It’s fair to say that we are all thinking about money at the moment. Let’s be honest—most of us don’t have 6 months, 6 weeks, heck, not even 6 days‘ worth of money saved up in our emergency fund—and nobody planned for COVID-19. 

These are unprecedented times that we’re facing and there’s not a great road map out there for how to deal with all these pressures hitting at once. To help you get through this with some financial peace of mind, make sure you and your significant other are on the same page (no hidden accounts or, oops, forgot to tell you about that credit card), everything needs to literally be out on the table.

Start by figuring out what you have coming in and what you have going out. Once you have this down, then start looking at where you might need help with money during COVID-19.  

I am going to start making some generalizations the rest of the way, but please reach out and communicate your individual situation with all of your financial life connections.

On the banking front, think mortgage, car loans, personal loans, credit cards (yep, all of them) and student loans. Definitely call them before you miss a payment if you can. They also might be able to defer payments—you’ll still have to make them, but not today. Think about bills that might be auto-drafting and decide if you want to cancel the payment. Your bank is there to help you.
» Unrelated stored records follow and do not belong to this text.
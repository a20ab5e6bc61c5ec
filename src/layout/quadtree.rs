//! Arena-backed Barnes-Hut quadtree
//!
//! Nodes live in a flat `Vec` and reference each other by index, so
//! rebuilding the tree every simulation step reuses the same allocation.
//! Each cell carries the aggregate mass and mass-weighted centroid of the
//! bodies below it, which is all the force walk needs.

use super::LayoutNode;

/// Added to squared distances so coincident bodies cannot divide by zero.
const DIST_EPSILON: f32 = 0.01;

/// Insertion stops subdividing below this depth; coincident bodies fold
/// into the leaf's aggregates instead.
const MAX_DEPTH: u32 = 24;

/// Bodies lighter than this are clamped so centroid updates stay finite.
const MIN_BODY_MASS: f32 = 1e-6;

/// One cell of the quadtree
#[derive(Debug, Clone)]
struct QuadCell {
    x0: f32,
    y0: f32,
    x1: f32,
    y1: f32,
    /// Aggregate mass of all bodies at or below this cell
    mass: f32,
    /// Mass-weighted centroid
    cx: f32,
    cy: f32,
    /// Child arena indices (NW, NE, SW, SE), -1 when absent
    children: [i32; 4],
    /// Body index for a leaf holding a single body, -1 otherwise
    body: i32,
    /// Number of bodies at or below this cell
    count: u32,
}

impl QuadCell {
    fn empty(x0: f32, y0: f32, x1: f32, y1: f32) -> Self {
        Self {
            x0,
            y0,
            x1,
            y1,
            mass: 0.0,
            cx: 0.0,
            cy: 0.0,
            children: [-1; 4],
            body: -1,
            count: 0,
        }
    }

    fn is_leaf(&self) -> bool {
        self.children == [-1; 4]
    }

    fn width(&self) -> f32 {
        self.x1 - self.x0
    }
}

/// Barnes-Hut quadtree over the layout's node positions
#[derive(Debug, Default)]
pub struct Quadtree {
    cells: Vec<QuadCell>,
}

impl Quadtree {
    pub fn new() -> Self {
        Self { cells: Vec::new() }
    }

    /// Number of cells in the arena (after a build)
    pub fn cell_count(&self) -> usize {
        self.cells.len()
    }

    /// Root aggregate as (mass, centroid_x, centroid_y)
    pub fn root_aggregate(&self) -> Option<(f32, f32, f32)> {
        self.cells.first().map(|c| (c.mass, c.cx, c.cy))
    }

    /// Rebuild the tree over the given bodies, reusing the arena
    pub fn build(&mut self, nodes: &[LayoutNode]) {
        self.cells.clear();
        if nodes.is_empty() {
            return;
        }

        let mut min_x = f32::INFINITY;
        let mut min_y = f32::INFINITY;
        let mut max_x = f32::NEG_INFINITY;
        let mut max_y = f32::NEG_INFINITY;
        for n in nodes {
            min_x = min_x.min(n.x);
            min_y = min_y.min(n.y);
            max_x = max_x.max(n.x);
            max_y = max_y.max(n.y);
        }

        // Square root cell: one width per level keeps the theta criterion
        // uniform in both axes.
        let side = (max_x - min_x).max(max_y - min_y).max(1.0);
        let cx = (min_x + max_x) * 0.5;
        let cy = (min_y + max_y) * 0.5;
        let half = side * 0.5;
        self.cells.push(QuadCell::empty(cx - half, cy - half, cx + half, cy + half));

        for i in 0..nodes.len() {
            self.insert(nodes, i);
        }
    }

    /// Insert one body, updating aggregates along the descent
    fn insert(&mut self, nodes: &[LayoutNode], body: usize) {
        let bx = nodes[body].x;
        let by = nodes[body].y;
        let bm = nodes[body].mass.max(MIN_BODY_MASS);

        let mut idx = 0usize;
        let mut depth = 0u32;
        loop {
            {
                let cell = &mut self.cells[idx];
                let total = cell.mass + bm;
                cell.cx = (cell.cx * cell.mass + bx * bm) / total;
                cell.cy = (cell.cy * cell.mass + by * bm) / total;
                cell.mass = total;
                cell.count += 1;
            }

            if self.cells[idx].count == 1 {
                // First body in this region.
                self.cells[idx].body = body as i32;
                return;
            }

            if depth >= MAX_DEPTH {
                // Coincident bodies at the cap stay folded into the
                // aggregates above.
                return;
            }

            // A leaf that already holds a body subdivides: the resident
            // body is reseeded one level down, then the descent continues.
            let evicted = self.cells[idx].body;
            if evicted >= 0 {
                self.cells[idx].body = -1;
                let e = evicted as usize;
                let child = self.child_for(idx, nodes[e].x, nodes[e].y);
                let em = nodes[e].mass.max(MIN_BODY_MASS);
                let cell = &mut self.cells[child];
                cell.cx = nodes[e].x;
                cell.cy = nodes[e].y;
                cell.mass = em;
                cell.count = 1;
                cell.body = evicted;
            }

            idx = self.child_for(idx, bx, by);
            depth += 1;
        }
    }

    /// Child cell index for the quadrant containing (x, y), created on demand
    fn child_for(&mut self, parent: usize, x: f32, y: f32) -> usize {
        let (x0, y0, x1, y1) = {
            let p = &self.cells[parent];
            (p.x0, p.y0, p.x1, p.y1)
        };
        let mx = (x0 + x1) * 0.5;
        let my = (y0 + y1) * 0.5;

        // Screen space: y grows downward, so NW is the low-x, low-y corner.
        let (quadrant, cx0, cy0, cx1, cy1) = match (x >= mx, y >= my) {
            (false, false) => (0, x0, y0, mx, my),
            (true, false) => (1, mx, y0, x1, my),
            (false, true) => (2, x0, my, mx, y1),
            (true, true) => (3, mx, my, x1, y1),
        };

        let existing = self.cells[parent].children[quadrant];
        if existing >= 0 {
            existing as usize
        } else {
            let idx = self.cells.len();
            self.cells.push(QuadCell::empty(cx0, cy0, cx1, cy1));
            self.cells[parent].children[quadrant] = idx as i32;
            idx
        }
    }

    /// Accumulated Barnes-Hut repulsion on a body at (x, y)
    ///
    /// A cell whose width over distance falls below `theta`, or which holds
    /// a single body, acts as a point mass; otherwise the walk recurses.
    /// With `theta = 0` every cell is opened and the result matches the
    /// exact pairwise sum.
    pub fn repulsion_at(&self, x: f32, y: f32, repulsion: f32, theta: f32) -> (f32, f32) {
        let mut out = (0.0, 0.0);
        if !self.cells.is_empty() {
            self.accumulate(0, x, y, repulsion, theta, &mut out);
        }
        out
    }

    fn accumulate(
        &self,
        idx: usize,
        x: f32,
        y: f32,
        repulsion: f32,
        theta: f32,
        out: &mut (f32, f32),
    ) {
        let cell = &self.cells[idx];
        if cell.count == 0 {
            return;
        }

        let dx = x - cell.cx;
        let dy = y - cell.cy;
        let dist_sq = dx * dx + dy * dy + DIST_EPSILON;
        let width = cell.width();

        if cell.is_leaf() || width * width < theta * theta * dist_sq {
            // Point-mass approximation. A body querying its own leaf gets
            // dx = dy = 0 and contributes nothing.
            let force = repulsion * cell.mass / dist_sq;
            let dist = dist_sq.sqrt();
            out.0 += force * dx / dist;
            out.1 += force * dy / dist;
        } else {
            for &child in &cell.children {
                if child >= 0 {
                    self.accumulate(child as usize, x, y, repulsion, theta, out);
                }
            }
        }
    }
}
Call each and every credit card you have and ask them about how they’re helping people during this time.  

A lot of utilities (think about your water, electric, cell phone, internet) want to help but you have to reach out to them. Ask about assistance programs, ask if they’ll defer a payment or two. Will they provide a wifi hotspot so you can get online access to work from home? Most utilities have suspended cutoffs for the next 30-60 days, but still, call them if you are having a hard time making the payment.  

Also, please be aware of scams during this time. Please avoid any payday or cash advance loans. Call your bank first—they’re there to help you. Be careful with “offers” that come in the mail. Because… if it sounds too good to be true, it usually is!  If YOU can’t figure out a so-called debt relief “program” on a napkin then run for the hills.

If you get laid off or have already lost your job during this time, go file for unemployment. It won’t replace all of your income but it may be just enough to help you stay afloat.  

During these uncertain financial times, please know you are not alone. Reach out to your bank, credit card issuers and utilities early and let them know your concerns. Make sure they know your financial situation so they can help you. Reach out to your friends so they can help and hook you up with other resources. You will get through this—you just might need a little help.